§ Exercise data:
● ● ● ●
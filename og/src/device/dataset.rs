//! Detection dataset discovery
//!
//! A dataset root holds two subdirectories: `Dataset/` with sample images and
//! `GroundTruth/` with one mask per image. Images and masks pair up by file
//! stem (`cup01.png` pairs with `cup01.bmp`); unpaired files are ignored.

use std::collections::HashMap;
use std::ffi::OsString;
use std::path::{Path, PathBuf};

use tracing::{debug, info};
use walkdir::WalkDir;

use super::error::DeviceError;

pub const IMAGE_DIR: &str = "Dataset";
pub const MASK_DIR: &str = "GroundTruth";

/// Sample image and its ground-truth mask
#[derive(Debug, Clone, PartialEq, Eq)]
pub struct ImagePair {
    pub image: PathBuf,
    pub mask: PathBuf,
}

/// Result of scanning a dataset root
#[derive(Debug, Clone)]
pub struct DatasetScan {
    pub root: PathBuf,
    pub pairs: Vec<ImagePair>,
}

impl DatasetScan {
    pub fn len(&self) -> usize {
        self.pairs.len()
    }

    pub fn is_empty(&self) -> bool {
        self.pairs.is_empty()
    }
}

/// Scan a dataset root and pair images with masks
pub fn scan(root: &Path) -> Result<DatasetScan, DeviceError> {
    debug!(root = %root.display(), "scan: called");
    if !root.is_dir() {
        return Err(DeviceError::dataset(root, "not a directory"));
    }

    let image_dir = root.join(IMAGE_DIR);
    let mask_dir = root.join(MASK_DIR);
    if !image_dir.is_dir() || !mask_dir.is_dir() {
        return Err(DeviceError::dataset(
            root,
            format!("expected {}/ and {}/ subdirectories", IMAGE_DIR, MASK_DIR),
        ));
    }

    let masks: HashMap<OsString, PathBuf> = files_in(root, &mask_dir)?
        .into_iter()
        .filter_map(|path| path.file_stem().map(|stem| (stem.to_os_string(), path.clone())))
        .collect();
    debug!(mask_count = masks.len(), "scan: collected masks");

    let pairs: Vec<ImagePair> = files_in(root, &image_dir)?
        .into_iter()
        .filter_map(|image| {
            let mask = masks.get(image.file_stem()?)?.clone();
            Some(ImagePair { image, mask })
        })
        .collect();

    if pairs.is_empty() {
        return Err(DeviceError::dataset(root, "no image/mask pairs found"));
    }

    info!(root = %root.display(), pairs = pairs.len(), "Scanned dataset");
    Ok(DatasetScan {
        root: root.to_path_buf(),
        pairs,
    })
}

fn files_in(root: &Path, dir: &Path) -> Result<Vec<PathBuf>, DeviceError> {
    let mut files = Vec::new();
    for entry in WalkDir::new(dir).min_depth(1).max_depth(1).sort_by_file_name() {
        let entry = entry.map_err(|e| DeviceError::dataset(root, e.to_string()))?;
        if entry.file_type().is_file() {
            files.push(entry.into_path());
        }
    }
    Ok(files)
}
● ● ● ●
§ What this task involves: The records shown above should be given again word for word.

§ Solved exercise:
filename og/src/device/dataset.rs
//! Detection dataset discovery
//!
//! A dataset root holds two subdirectories: `Dataset/` with sample images and
//! `GroundTruth/` with one mask per image. Images and masks pair up by file
//! stem (`cup01.png` pairs with `cup01.bmp`); unpaired files are ignored.

use std::collections::HashMap;
use std::ffi::OsString;
use std::path::{Path, PathBuf};

use tracing::{debug, info};
use walkdir::WalkDir;

use super::error::DeviceError;

pub const IMAGE_DIR: &str = "Dataset";
pub const MASK_DIR: &str = "GroundTruth";

/// Sample image and its ground-truth mask
#[derive(Debug, Clone, PartialEq, Eq)]
pub struct ImagePair {
    pub image: PathBuf,
    pub mask: PathBuf,
}

/// Result of scanning a dataset root
#[derive(Debug, Clone)]
pub struct DatasetScan {
    pub root: PathBuf,
    pub pairs: Vec<ImagePair>,
}

impl DatasetScan {
    pub fn len(&self) -> usize {
        self.pairs.len()
    }

    pub fn is_empty(&self) -> bool {
        self.pairs.is_empty()
    }
}

/// Scan a dataset root and pair images with masks
pub fn scan(root: &Path) -> Result<DatasetScan, DeviceError> {
    debug!(root = %root.display(), "scan: called");
    if !root.is_dir() {
        return Err(DeviceError::dataset(root, "not a directory"));
    }

    let image_dir = root.join(IMAGE_DIR);
    let mask_dir = root.join(MASK_DIR);
    if !image_dir.is_dir() || !mask_dir.is_dir() {
        return Err(DeviceError::dataset(
            root,
            format!("expected {}/ and {}/ subdirectories", IMAGE_DIR, MASK_DIR),
        ));
    }

    let masks: HashMap<OsString, PathBuf> = files_in(root, &mask_dir)?
        .into_iter()
        .filter_map(|path| path.file_stem().map(|stem| (stem.to_os_string(), path.clone())))
        .collect();
    debug!(mask_count = masks.len(), "scan: collected masks");

    let pairs: Vec<ImagePair> = files_in(root, &image_dir)?
        .into_iter()
        .filter_map(|image| {
            let mask = masks.get(image.file_stem()?)?.clone();
            Some(ImagePair { image, mask })
        })
        .collect();

    if pairs.is_empty() {
        return Err(DeviceError::dataset(root, "no image/mask pairs found"));
    }

    info!(root = %root.display(), pairs = pairs.len(), "Scanned dataset");
    Ok(DatasetScan {
        root: root.to_path_buf(),
        pairs,
    })
}

fn files_in(root: &Path, dir: &Path) -> Result<Vec<PathBuf>, DeviceError> {
    let mut files = Vec::new();
    for entry in WalkDir::new(dir).min_depth(1).max_depth(1).sort_by_file_name() {
        let entry = entry.map_err(|e| DeviceError::dataset(root, e.to_string()))?;
        if entry.file_type().is_file() {
            files.push(entry.into_path());
        }
    }
    Ok(files)
}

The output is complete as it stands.